### PROBLEM STATEMENT
Give back all of the data exactly.

(Saved entries)
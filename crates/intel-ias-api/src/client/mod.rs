// SPDX-License-Identifier: Apache-2.0
// Copyright (c) 2025 Matter Labs

mod helpers;
mod report;
mod sigrl;

use crate::error::IntelIasError;
use reqwest::Client;
use url::Url;

/// Default URL of the IAS "Verify Attestation Evidence" endpoint (development environment).
pub const DEFAULT_REPORT_URL: &str =
    "https://api.trustedservices.intel.com/sgx/dev/attestation/v3/report";

/// Default URL of the IAS "Retrieve SigRL" endpoint (development environment).
///
/// The hex-encoded EPID group id is appended as the last path segment.
pub const DEFAULT_SIGRL_URL: &str =
    "https://api.trustedservices.intel.com/sgx/dev/attestation/v3/sigrl";

/// Maximum nonce length accepted by IAS.
pub const MAX_NONCE_LEN: usize = 32;

/// Header carrying the IAS API key.
const SUBSCRIPTION_KEY_HEADER: &str = "Ocp-Apim-Subscription-Key";

/// Client for the EPID based Intel Attestation Service.
///
/// The client holds the API key and the two endpoint URLs for the lifetime of the
/// process. Every operation is a single request/response round trip, nothing is
/// retried or cached.
///
/// # Examples
///
/// ```rust,no_run
/// use intel_ias_api::IasClient;
///
/// #[tokio::main]
/// async fn main() -> Result<(), Box<dyn std::error::Error>> {
///     let client = IasClient::with_default_urls("0123456789abcdef0123456789abcdef")?;
///
///     let sigrl = client.get_sigrl(&"00000b5d".parse()?).await?;
///     println!("SigRL: {} bytes", sigrl.len());
///
///     Ok(())
/// }
/// ```
#[derive(Clone)]
pub struct IasClient {
    client: Client,
    api_key: String,
    report_url: Url,
    sigrl_url: Url,
}

impl IasClient {
    /// Creates a new client talking to the default (development) IAS endpoints.
    ///
    /// # Errors
    ///
    /// Returns an `IntelIasError` if the API key is empty or the `reqwest`
    /// client cannot be built.
    pub fn with_default_urls(api_key: impl Into<String>) -> Result<Self, IntelIasError> {
        Self::new(api_key, DEFAULT_REPORT_URL, DEFAULT_SIGRL_URL)
    }

    /// Creates a new client with custom endpoint URLs.
    ///
    /// # Arguments
    ///
    /// * `api_key` - The IAS subscription key.
    /// * `report_url` - URL of the "Verify Attestation Evidence" endpoint.
    /// * `sigrl_url` - URL of the "Retrieve SigRL" endpoint, without the group id.
    ///
    /// # Errors
    ///
    /// Returns an `IntelIasError` if the API key is empty, if one of the URLs is
    /// invalid, or if the `reqwest` client cannot be built.
    pub fn new(
        api_key: impl Into<String>,
        report_url: impl reqwest::IntoUrl,
        sigrl_url: impl reqwest::IntoUrl,
    ) -> Result<Self, IntelIasError> {
        let api_key = api_key.into();
        if api_key.is_empty() {
            return Err(IntelIasError::InvalidSubscriptionKey);
        }

        Ok(IasClient {
            client: Client::builder()
                .min_tls_version(reqwest::tls::Version::TLS_1_2)
                .build()?,
            api_key,
            report_url: report_url.into_url()?,
            sigrl_url: sigrl_url.into_url()?,
        })
    }

    /// URL of the "Verify Attestation Evidence" endpoint
    pub fn report_url(&self) -> &Url {
        &self.report_url
    }

    /// URL of the "Retrieve SigRL" endpoint
    pub fn sigrl_url(&self) -> &Url {
        &self.sigrl_url
    }
}
// SPDX-License-Identifier: Apache-2.0
// Copyright (c) 2025 Matter Labs

use serde::Serialize;

/// Attestation Evidence Payload of the report endpoint.
#[derive(Serialize)]
pub(crate) struct AttestationEvidenceRequest<'a> {
    /// base64 encoded quote
    #[serde(rename = "isvEnclaveQuote")]
    pub(crate) isv_enclave_quote: String,
    #[serde(skip_serializing_if = "Option::is_none")]
    pub(crate) nonce: Option<&'a str>,
}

### RESPONSE BOX
filename crates/intel-ias-api/src/client/mod.rs
// SPDX-License-Identifier: Apache-2.0
// Copyright (c) 2025 Matter Labs

mod helpers;
mod report;
mod sigrl;

use crate::error::IntelIasError;
use reqwest::Client;
use url::Url;

/// Default URL of the IAS "Verify Attestation Evidence" endpoint (development environment).
pub const DEFAULT_REPORT_URL: &str =
    "https://api.trustedservices.intel.com/sgx/dev/attestation/v3/report";

/// Default URL of the IAS "Retrieve SigRL" endpoint (development environment).
///
/// The hex-encoded EPID group id is appended as the last path segment.
pub const DEFAULT_SIGRL_URL: &str =
    "https://api.trustedservices.intel.com/sgx/dev/attestation/v3/sigrl";

/// Maximum nonce length accepted by IAS.
pub const MAX_NONCE_LEN: usize = 32;

/// Header carrying the IAS API key.
const SUBSCRIPTION_KEY_HEADER: &str = "Ocp-Apim-Subscription-Key";

/// Client for the EPID based Intel Attestation Service.
///
/// The client holds the API key and the two endpoint URLs for the lifetime of the
/// process. Every operation is a single request/response round trip, nothing is
/// retried or cached.
///
/// # Examples
///
/// ```rust,no_run
/// use intel_ias_api::IasClient;
///
/// #[tokio::main]
/// async fn main() -> Result<(), Box<dyn std::error::Error>> {
///     let client = IasClient::with_default_urls("0123456789abcdef0123456789abcdef")?;
///
///     let sigrl = client.get_sigrl(&"00000b5d".parse()?).await?;
///     println!("SigRL: {} bytes", sigrl.len());
///
///     Ok(())
/// }
/// ```
#[derive(Clone)]
pub struct IasClient {
    client: Client,
    api_key: String,
    report_url: Url,
    sigrl_url: Url,
}

impl IasClient {
    /// Creates a new client talking to the default (development) IAS endpoints.
    ///
    /// # Errors
    ///
    /// Returns an `IntelIasError` if the API key is empty or the `reqwest`
    /// client cannot be built.
    pub fn with_default_urls(api_key: impl Into<String>) -> Result<Self, IntelIasError> {
        Self::new(api_key, DEFAULT_REPORT_URL, DEFAULT_SIGRL_URL)
    }

    /// Creates a new client with custom endpoint URLs.
    ///
    /// # Arguments
    ///
    /// * `api_key` - The IAS subscription key.
    /// * `report_url` - URL of the "Verify Attestation Evidence" endpoint.
    /// * `sigrl_url` - URL of the "Retrieve SigRL" endpoint, without the group id.
    ///
    /// # Errors
    ///
    /// Returns an `IntelIasError` if the API key is empty, if one of the URLs is
    /// invalid, or if the `reqwest` client cannot be built.
    pub fn new(
        api_key: impl Into<String>,
        report_url: impl reqwest::IntoUrl,
        sigrl_url: impl reqwest::IntoUrl,
    ) -> Result<Self, IntelIasError> {
        let api_key = api_key.into();
        if api_key.is_empty() {
            return Err(IntelIasError::InvalidSubscriptionKey);
        }

        Ok(IasClient {
            client: Client::builder()
                .min_tls_version(reqwest::tls::Version::TLS_1_2)
                .build()?,
            api_key,
            report_url: report_url.into_url()?,
            sigrl_url: sigrl_url.into_url()?,
        })
    }

    /// URL of the "Verify Attestation Evidence" endpoint
    pub fn report_url(&self) -> &Url {
        &self.report_url
    }

    /// URL of the "Retrieve SigRL" endpoint
    pub fn sigrl_url(&self) -> &Url {
        &self.sigrl_url
    }
}
// SPDX-License-Identifier: Apache-2.0
// Copyright (c) 2025 Matter Labs

use serde::Serialize;

/// Attestation Evidence Payload of the report endpoint.
#[derive(Serialize)]
pub(crate) struct AttestationEvidenceRequest<'a> {
    /// base64 encoded quote
    #[serde(rename = "isvEnclaveQuote")]
    pub(crate) isv_enclave_quote: String,
    #[serde(skip_serializing_if = "Option::is_none")]
    pub(crate) nonce: Option<&'a str>,
}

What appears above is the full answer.